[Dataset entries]
--

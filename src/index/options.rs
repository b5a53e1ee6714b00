//! Index construction options for `open`/`reserve`.

use crate::metric::MetricKind;
use crate::node::LevelCapacities;
use crate::scalar::ScalarKind;

/// What happens when `add` sees a key that already exists, in
/// single-vector mode. Multi-vector mode ignores this entirely — every
/// `add` appends another slot under the key.
#[derive(Debug, Clone, Copy, PartialEq, Eq)]
pub enum DuplicatePolicy {
    /// Fail the `add` with [`crate::error::Error::DuplicateKey`].
    Reject,
    /// Tombstone the existing slot(s), then insert as normal.
    Overwrite,
    /// Behave as if multi-vector mode were enabled for this key.
    MultiAppend,
}

/// Builder for [`crate::index::Index::open`].
///
/// Plain data, a `Default`-free builder with named setters, validated
/// once at `open` time rather than on every field assignment.
#[derive(Debug, Clone, Copy)]
pub struct IndexOptions {
    pub(crate) dimensions: usize,
    pub(crate) metric_kind: MetricKind,
    pub(crate) scalar_kind: ScalarKind,
    pub(crate) capacities: LevelCapacities,
    pub(crate) expansion_add: usize,
    pub(crate) expansion_search: usize,
    pub(crate) max_level_cap: usize,
    pub(crate) max_threads: usize,
    pub(crate) multi: bool,
    pub(crate) duplicate_policy: DuplicatePolicy,
}

impl IndexOptions {
    /// Starts a builder for a `dimensions`-wide index under `metric_kind`.
    #[must_use]
    pub const fn new(dimensions: usize, metric_kind: MetricKind) -> Self {
        Self {
            dimensions,
            metric_kind,
            scalar_kind: ScalarKind::F32,
            capacities: LevelCapacities { m0: 32, m: 16 },
            expansion_add: 128,
            expansion_search: 64,
            max_level_cap: 24,
            max_threads: 1,
            multi: false,
            duplicate_policy: DuplicatePolicy::Reject,
        }
    }

    /// Sets the storage scalar kind (default `F32`).
    #[must_use]
    pub const fn scalar_kind(mut self, scalar_kind: ScalarKind) -> Self {
        self.scalar_kind = scalar_kind;
        self
    }

    /// Sets neighbor-list capacities `M` (above level 0) and `M0`
    /// (level 0). Default `M=16, M0=32`.
    #[must_use]
    pub const fn connectivity(mut self, m: usize, m0: usize) -> Self {
        self.capacities = LevelCapacities { m0, m };
        self
    }

    /// Sets the candidate-set size used while linking during insertion
    /// (default 128).
    #[must_use]
    pub const fn expansion_add(mut self, expansion_add: usize) -> Self {
        self.expansion_add = expansion_add;
        self
    }

    /// Sets the default candidate-set size used during search (default 64).
    #[must_use]
    pub const fn expansion_search(mut self, expansion_search: usize) -> Self {
        self.expansion_search = expansion_search;
        self
    }

    /// Caps the sampled level height (default 24).
    #[must_use]
    pub const fn max_level_cap(mut self, max_level_cap: usize) -> Self {
        self.max_level_cap = max_level_cap;
        self
    }

    /// Number of concurrent callers, each identified by a `thread_id`
    /// in `[0, max_threads)` (default 1).
    #[must_use]
    pub const fn max_threads(mut self, max_threads: usize) -> Self {
        self.max_threads = max_threads;
        self
    }

    /// Enables multi-vector mode: every `add` under a key appends
    /// another slot rather than being subject to `duplicate_policy`.
    #[must_use]
    pub const fn multi(mut self, multi: bool) -> Self {
        self.multi = multi;
        self
    }

    /// Sets the single-vector-mode duplicate-key policy (default `Reject`).
    #[must_use]
    pub const fn duplicate_policy(mut self, duplicate_policy: DuplicatePolicy) -> Self {
        self.duplicate_policy = duplicate_policy;
        self
    }
}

--

# [ACTIVITY]
Your answer must be an exact copy of every entry above.

# [SOLVED EXERCISE]
filename src/index/options.rs
repository b5a53e1ee6714b00
//! Index construction options for `open`/`reserve`.

use crate::metric::MetricKind;
use crate::node::LevelCapacities;
use crate::scalar::ScalarKind;

/// What happens when `add` sees a key that already exists, in
/// single-vector mode. Multi-vector mode ignores this entirely — every
/// `add` appends another slot under the key.
#[derive(Debug, Clone, Copy, PartialEq, Eq)]
pub enum DuplicatePolicy {
    /// Fail the `add` with [`crate::error::Error::DuplicateKey`].
    Reject,
    /// Tombstone the existing slot(s), then insert as normal.
    Overwrite,
    /// Behave as if multi-vector mode were enabled for this key.
    MultiAppend,
}

/// Builder for [`crate::index::Index::open`].
///
/// Plain data, a `Default`-free builder with named setters, validated
/// once at `open` time rather than on every field assignment.
#[derive(Debug, Clone, Copy)]
pub struct IndexOptions {
    pub(crate) dimensions: usize,
    pub(crate) metric_kind: MetricKind,
    pub(crate) scalar_kind: ScalarKind,
    pub(crate) capacities: LevelCapacities,
    pub(crate) expansion_add: usize,
    pub(crate) expansion_search: usize,
    pub(crate) max_level_cap: usize,
    pub(crate) max_threads: usize,
    pub(crate) multi: bool,
    pub(crate) duplicate_policy: DuplicatePolicy,
}

impl IndexOptions {
    /// Starts a builder for a `dimensions`-wide index under `metric_kind`.
    #[must_use]
    pub const fn new(dimensions: usize, metric_kind: MetricKind) -> Self {
        Self {
            dimensions,
            metric_kind,
            scalar_kind: ScalarKind::F32,
            capacities: LevelCapacities { m0: 32, m: 16 },
            expansion_add: 128,
            expansion_search: 64,
            max_level_cap: 24,
            max_threads: 1,
            multi: false,
            duplicate_policy: DuplicatePolicy::Reject,
        }
    }

    /// Sets the storage scalar kind (default `F32`).
    #[must_use]
    pub const fn scalar_kind(mut self, scalar_kind: ScalarKind) -> Self {
        self.scalar_kind = scalar_kind;
        self
    }

    /// Sets neighbor-list capacities `M` (above level 0) and `M0`
    /// (level 0). Default `M=16, M0=32`.
    #[must_use]
    pub const fn connectivity(mut self, m: usize, m0: usize) -> Self {
        self.capacities = LevelCapacities { m0, m };
        self
    }

    /// Sets the candidate-set size used while linking during insertion
    /// (default 128).
    #[must_use]
    pub const fn expansion_add(mut self, expansion_add: usize) -> Self {
        self.expansion_add = expansion_add;
        self
    }

    /// Sets the default candidate-set size used during search (default 64).
    #[must_use]
    pub const fn expansion_search(mut self, expansion_search: usize) -> Self {
        self.expansion_search = expansion_search;
        self
    }

    /// Caps the sampled level height (default 24).
    #[must_use]
    pub const fn max_level_cap(mut self, max_level_cap: usize) -> Self {
        self.max_level_cap = max_level_cap;
        self
    }

    /// Number of concurrent callers, each identified by a `thread_id`
    /// in `[0, max_threads)` (default 1).
    #[must_use]
    pub const fn max_threads(mut self, max_threads: usize) -> Self {
        self.max_threads = max_threads;
        self
    }

    /// Enables multi-vector mode: every `add` under a key appends
    /// another slot rather than being subject to `duplicate_policy`.
    #[must_use]
    pub const fn multi(mut self, multi: bool) -> Self {
        self.multi = multi;
        self
    }

    /// Sets the single-vector-mode duplicate-key policy (default `Reject`).
    #[must_use]
    pub const fn duplicate_policy(mut self, duplicate_policy: DuplicatePolicy) -> Self {
        self.duplicate_policy = duplicate_policy;
        self
    }
}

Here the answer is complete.